A small bowl of cacık, served with few drops of olive oil and a few pieces of dill.

Cacık (IPA pronunciation: /dʒɑːdʒɨk/) is a Turkish dish of seasoned, diluted yoghurt, eaten throughout the former Ottoman world. In Greece it is called tzatziki. It is served cold in very small bowls usually as a side dish or with ice cubes.

Cacık is made of yogurt, salt, olive oil, crushed garlic, chopped cucumber, dill, mint, and lime juice, diluted with water to a low consistency, and garnished with sumac. Among these ingredients, olive oil, lime juice, and sumac are optional. Dill and mint (fresh or dried) may be used alternately. Cacık, when consumed as a meze, is prepared without water but follows the same recipe. Ground paprika may also be added when it is prepared as a meze. As a rarer recipe, when prepared with lettuce or carrots instead of cucumber, it is named kış cacığı (winter cacık).

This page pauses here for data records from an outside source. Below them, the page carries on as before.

//! Classification of raw `url()` arguments.
//!
//! Before any resolution happens, each token is sorted into one of three
//! buckets:
//!
//! - **Escaped** - the token starts with `!`. The `!` is dropped and the rest
//!   becomes the final value verbatim. This is the opt-out escape hatch.
//! - **Absolute or special** - root-relative paths (`/`), data URIs (`data:`),
//!   fragment-only references (`#`) and anything with a `scheme://` prefix.
//!   These are left completely untouched.
//! - **Normal** - everything else goes through the copy pipeline.

use regex::Regex;
use std::sync::LazyLock;

static SCHEME_PATTERN: LazyLock<Regex> =
    LazyLock::new(|| Regex::new(r"^[a-z]+://").expect("scheme pattern is valid"));

/// How a raw `url()` argument should be treated.
#[derive(Debug, Clone, Copy, PartialEq, Eq)]
pub enum UrlKind<'a> {
    /// Leading `!` stripped; the contained value is emitted as is
    Escaped(&'a str),
    /// Absolute path, data URI, fragment or `scheme://` URL; left untouched
    AbsoluteOrSpecial,
    /// A relative reference to resolve and copy
    Normal,
}

/// Classifies a raw `url()` argument. Pure, performs no I/O.
///
/// # Examples
///
/// ```rust,no_run
/// use url_copy::classify::{classify, UrlKind};
///
/// assert_eq!(classify("!keep/me.png"), UrlKind::Escaped("keep/me.png"));
/// assert_eq!(classify("https://cdn.example/a.png"), UrlKind::AbsoluteOrSpecial);
/// assert_eq!(classify("img/a.png"), UrlKind::Normal);
/// ```
#[must_use]
pub fn classify(raw: &str) -> UrlKind<'_> {
    if let Some(rest) = raw.strip_prefix('!') {
        return UrlKind::Escaped(rest);
    }

    if raw.starts_with('/')
        || raw.starts_with("data:")
        || raw.starts_with('#')
        || SCHEME_PATTERN.is_match(raw)
    {
        return UrlKind::AbsoluteOrSpecial;
    }

    UrlKind::Normal
}
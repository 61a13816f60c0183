//! Rewritten values: suffixes, ordering and relative bases.

use anyhow::Result;
use std::path::{Path, PathBuf};
use url_copy::asset::default_hash;
use url_copy::processor::AssetPipeline;
use url_copy::stylesheet::{Declaration, ProcessResult, Stylesheet};
use url_copy::test_utils::AssetFixture;

#[tokio::test]
async fn test_query_and_fragment_are_preserved() -> Result<()> {
    let fixture = AssetFixture::new()?;
    fixture.add_file("logo.png", b"logo")?;

    for template in ["[name].[ext]", "assets/[hash].[ext]", "x/[path]/[name]-[hash].[ext]"] {
        let pipeline = AssetPipeline::new(fixture.options().template(template));
        let mut sheet = Stylesheet::new(vec![fixture.declaration(
            "main.css",
            "background",
            "url(logo.png?v=2#frag)",
        )]);
        let mut result = ProcessResult::new();
        pipeline.run(&mut sheet, &mut result).await?;

        let value = &sheet.declarations[0].value;
        assert!(value.ends_with("?v=2#frag)"), "{template}: {value}");
        assert!(!result.has_warnings(), "{template}");
    }
    Ok(())
}

#[tokio::test]
async fn test_multiple_tokens_keep_their_positions() -> Result<()> {
    let fixture = AssetFixture::new()?;
    fixture.add_file("img/one.png", b"1")?;
    fixture.add_file("img/two.png", b"2")?;
    fixture.add_file("img/three.png", b"3")?;
    let pipeline = AssetPipeline::new(fixture.options().template("out/[name].[ext]"));

    let mut sheet = Stylesheet::new(vec![fixture.declaration(
        "css/theme.css",
        "background-image",
        r#"image-set(url("../img/one.png") 1x, url(../img/two.png) 2x), url( '../img/three.png' )"#,
    )]);
    let mut result = ProcessResult::new();
    pipeline.run(&mut sheet, &mut result).await?;

    assert_eq!(
        sheet.declarations[0].value,
        r#"image-set(url("../out/one.png") 1x, url(../out/two.png) 2x), url( '../out/three.png' )"#
    );
    let sources: Vec<_> = result
        .assets
        .iter()
        .map(|record| record.source.file_name().unwrap().to_string_lossy().into_owned())
        .collect();
    assert_eq!(sources, vec!["one.png", "two.png", "three.png"]);
    Ok(())
}

#[tokio::test]
async fn test_failed_token_does_not_affect_siblings() -> Result<()> {
    let fixture = AssetFixture::new()?;
    fixture.add_file("img/ok.png", b"ok")?;
    let pipeline = AssetPipeline::new(fixture.options().template("[name].[ext]"));

    let mut sheet = Stylesheet::new(vec![
        fixture.declaration("main.css", "background", "url(img/missing.png), url(img/ok.png)"),
        fixture.declaration("main.css", "border-image", "url(img/ok.png)"),
    ]);
    let mut result = ProcessResult::new();
    pipeline.run(&mut sheet, &mut result).await?;

    assert_eq!(sheet.declarations[0].value, "url(img/missing.png), url(ok.png)");
    assert_eq!(sheet.declarations[1].value, "url(ok.png)");
    assert_eq!(result.warnings.len(), 1);
    assert_eq!(result.warnings[0].prop, "background");
    assert_eq!(
        result.warnings[0].message,
        format!("Can't read the file in {}", fixture.src().join("img/missing.png").display())
    );
    assert_eq!(
        result.warnings[0].source.as_ref().and_then(|s| s.input_file.clone()),
        Some(fixture.src().join("main.css"))
    );
    Ok(())
}

#[tokio::test]
async fn test_reference_outside_source_roots() -> Result<()> {
    let fixture = AssetFixture::new()?;
    std::fs::write(fixture.root().join("outside.png"), b"x")?;
    let pipeline = AssetPipeline::new(fixture.options());

    let mut sheet = Stylesheet::new(vec![fixture.declaration(
        "main.css",
        "background",
        "url(../outside.png)",
    )]);
    let mut result = ProcessResult::new();
    pipeline.run(&mut sheet, &mut result).await?;

    assert_eq!(sheet.declarations[0].value, "url(../outside.png)");
    assert_eq!(
        result.warnings[0].message,
        format!("\"src\" not found in {}", fixture.root().join("outside.png").display())
    );
    assert!(fixture.dest_files()?.is_empty());
    Ok(())
}

#[tokio::test]
async fn test_multiple_source_roots() -> Result<()> {
    let fixture = AssetFixture::new()?;
    let vendor = fixture.root().join("vendor");
    std::fs::create_dir_all(vendor.join("css"))?;
    std::fs::write(vendor.join("icon.gif"), b"gif")?;
    fixture.add_file("logo.png", b"png")?;

    let pipeline = AssetPipeline::new(
        fixture.options().sources([fixture.src(), vendor.clone()]).template("[path]/[name].[ext]"),
    );
    let mut sheet = Stylesheet::new(vec![
        fixture.declaration("main.css", "background", "url(logo.png)"),
        Declaration::new("background", "url(../icon.gif)").with_source(
            url_copy::stylesheet::SourceLocation::new(vendor.join("css/vendor.css"), 2, 4),
        ),
    ]);
    let mut result = ProcessResult::new();
    pipeline.run(&mut sheet, &mut result).await?;

    assert!(!result.has_warnings());
    assert_eq!(sheet.declarations[0].value, "url(logo.png)");
    assert_eq!(sheet.declarations[1].value, "url(../icon.gif)");
    assert_eq!(fixture.dest_files()?, vec![PathBuf::from("icon.gif"), PathBuf::from("logo.png")]);
    Ok(())
}

#[tokio::test]
async fn test_relative_path_override_uses_output_file() -> Result<()> {
    let fixture = AssetFixture::new()?;
    fixture.add_file("img/a.png", b"a")?;
    let pipeline = AssetPipeline::new(fixture.options().relative_path(
        |_dir, _metadata, result, options| {
            result
                .output_file
                .as_deref()
                .and_then(Path::parent)
                .map_or_else(|| options.dest.clone(), Path::to_path_buf)
        },
    ));

    let mut sheet = Stylesheet::new(vec![fixture.declaration(
        "css/main.css",
        "background",
        "url(../img/a.png)",
    )]);
    let mut result = ProcessResult::with_output_file(fixture.dest().join("bundle/app.css"));
    pipeline.run(&mut sheet, &mut result).await?;

    assert_eq!(
        sheet.declarations[0].value,
        format!("url(../assets/{}.png)", default_hash(b"a"))
    );
    Ok(())
}

#[tokio::test]
async fn test_custom_input_path() -> Result<()> {
    let fixture = AssetFixture::new()?;
    fixture.add_file("img/a.png", b"a")?;
    let base = fixture.src().join("img");
    let pipeline = AssetPipeline::new(
        fixture.options().template("[name].[ext]").input_path(move |_| Some(base.clone())),
    );

    let mut sheet = Stylesheet::new(vec![Declaration::new("background", "url(a.png)")]);
    let mut result = ProcessResult::new();
    pipeline.run(&mut sheet, &mut result).await?;

    assert!(!result.has_warnings());
    assert_eq!(sheet.declarations[0].value, "url(../a.png)");
    Ok(())
}
//! TOML configuration files.
//!
//! Only the data-shaped options can be expressed in a file; callbacks
//! (`transform`, `relative_path`, custom templates, ...) are added on the
//! [`CopyOptions`] returned by [`CopyConfig::into_options`].
//!
//! ```toml
//! src = ["src", "vendor"]        # or a single string
//! dest = "dist"
//! template = "[path]/[name]-[hash].[ext]"
//! ignore = "*.svg"               # or a list of globs
//! collision = "verify"           # "skip" (default) or "verify"
//!
//! [placeholders]
//! ext = "bin"
//! ```

use anyhow::{Context, Result};
use serde::{Deserialize, Serialize};
use std::collections::BTreeMap;
use std::path::{Path, PathBuf};
use tokio::fs;

use crate::asset::CollisionPolicy;
use crate::config::CopyOptions;

/// A value that may be written as one string or a list of strings.
#[derive(Debug, Clone, PartialEq, Eq, Serialize, Deserialize)]
#[serde(untagged)]
pub enum OneOrMany {
    One(String),
    Many(Vec<String>),
}

impl OneOrMany {
    #[must_use]
    pub fn into_vec(self) -> Vec<String> {
        match self {
            Self::One(value) => vec![value],
            Self::Many(values) => values,
        }
    }
}

/// Serializable subset of the options.
#[derive(Debug, Clone, Default, PartialEq, Eq, Serialize, Deserialize)]
#[serde(deny_unknown_fields)]
pub struct CopyConfig {
    #[serde(default, skip_serializing_if = "Option::is_none")]
    pub src: Option<OneOrMany>,
    #[serde(default, skip_serializing_if = "Option::is_none")]
    pub dest: Option<PathBuf>,
    #[serde(default, skip_serializing_if = "Option::is_none")]
    pub template: Option<String>,
    #[serde(default, skip_serializing_if = "Option::is_none")]
    pub ignore: Option<OneOrMany>,
    #[serde(default, skip_serializing_if = "Option::is_none")]
    pub collision: Option<CollisionPolicy>,
    /// Fallback values for empty placeholders, keyed by placeholder name
    #[serde(default, skip_serializing_if = "BTreeMap::is_empty")]
    pub placeholders: BTreeMap<String, String>,
}

impl CopyConfig {
    /// Load configuration from a TOML file.
    ///
    /// # Examples
    ///
    /// ```rust,no_run
    /// use url_copy::config::CopyConfig;
    /// use std::path::Path;
    ///
    /// # async fn example() -> anyhow::Result<()> {
    /// let options = CopyConfig::load_from(Path::new("url-copy.toml")).await?.into_options();
    /// # Ok(())
    /// # }
    /// ```
    ///
    /// # Errors
    ///
    /// Returns an error if:
    /// - The file cannot be read (permissions, not found, etc.)
    /// - The file contains invalid TOML syntax
    /// - The TOML structure doesn't match the expected schema
    pub async fn load_from(path: &Path) -> Result<Self> {
        let content = fs::read_to_string(path)
            .await
            .with_context(|| format!("Failed to read url-copy config from {}", path.display()))?;

        toml::from_str(&content)
            .with_context(|| format!("Failed to parse url-copy config from {}", path.display()))
    }

    /// Parses configuration from TOML text.
    ///
    /// # Errors
    ///
    /// Returns an error for invalid TOML or unknown keys.
    pub fn from_toml_str(content: &str) -> Result<Self> {
        toml::from_str(content).context("Failed to parse url-copy config")
    }

    /// Converts the file model into a builder.
    ///
    /// Validation (missing roots, bad globs) happens later, when the options
    /// are resolved at the start of a run.
    #[must_use]
    pub fn into_options(self) -> CopyOptions {
        let mut options = CopyOptions::new();

        if let Some(src) = self.src {
            options = options.sources(src.into_vec());
        }
        if let Some(dest) = self.dest {
            options = options.dest(dest);
        }
        if let Some(template) = self.template {
            options = options.template(template);
        }
        if let Some(ignore) = self.ignore {
            options = options.ignore(ignore.into_vec());
        }
        if let Some(collision) = self.collision {
            options = options.collision(collision);
        }
        for (name, value) in self.placeholders {
            options = options.placeholder_default(name, value);
        }

        options
    }
}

A similar side dish prepared in India is known as raita. Particularly popular in the state of Maharashtra, it is prepared with cucumbers, onions, tomatoes and quite often, grated carrots. Unlike other versions, lime juice is not used in raita. Further differences in the Indian dish include heated oil, mustard seeds and asafoetida and a tadka is given to the consistency of yoghurt and the other vegetables.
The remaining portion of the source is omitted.